Among the records below, which lines contain the string "other"? Report them.

*** Opening of INPUT DATA ***

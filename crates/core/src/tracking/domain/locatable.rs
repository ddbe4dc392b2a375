use crate::shared::face_observation::FaceObservation;
use crate::shared::rect::Rect;

/// Anything the identity matcher can place in the image.
pub trait Locatable {
    fn bounds(&self) -> Rect;

    /// Distance used for nearest-neighbour matching: centre offset and
    /// size change combined, so it grows with spatial separation.
    fn tracking_distance<L: Locatable + ?Sized>(&self, other: &L) -> f64 {
        rect_distance(&self.bounds(), &other.bounds())
    }
}

pub fn rect_distance(a: &Rect, b: &Rect) -> f64 {
    let ca = a.center();
    let cb = b.center();
    let dx = ca.x - cb.x;
    let dy = ca.y - cb.y;
    let dw = a.width - b.width;
    let dh = a.height - b.height;
    (dx * dx + dy * dy + dw * dw + dh * dh).sqrt()
}

impl Locatable for Rect {
    fn bounds(&self) -> Rect {
        *self
    }
}

impl Locatable for FaceObservation {
    fn bounds(&self) -> Rect {
        self.bounding_box
    }
}

impl<T: Locatable + ?Sized> Locatable for &T {
    fn bounds(&self) -> Rect {
        (**self).bounds()
    }
}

*** Close of INPUT DATA ***

● **FINISHED TASK**
    fn tracking_distance<L: Locatable + ?Sized>(&self, other: &L) -> f64 {
        rect_distance(&self.bounds(), &other.bounds())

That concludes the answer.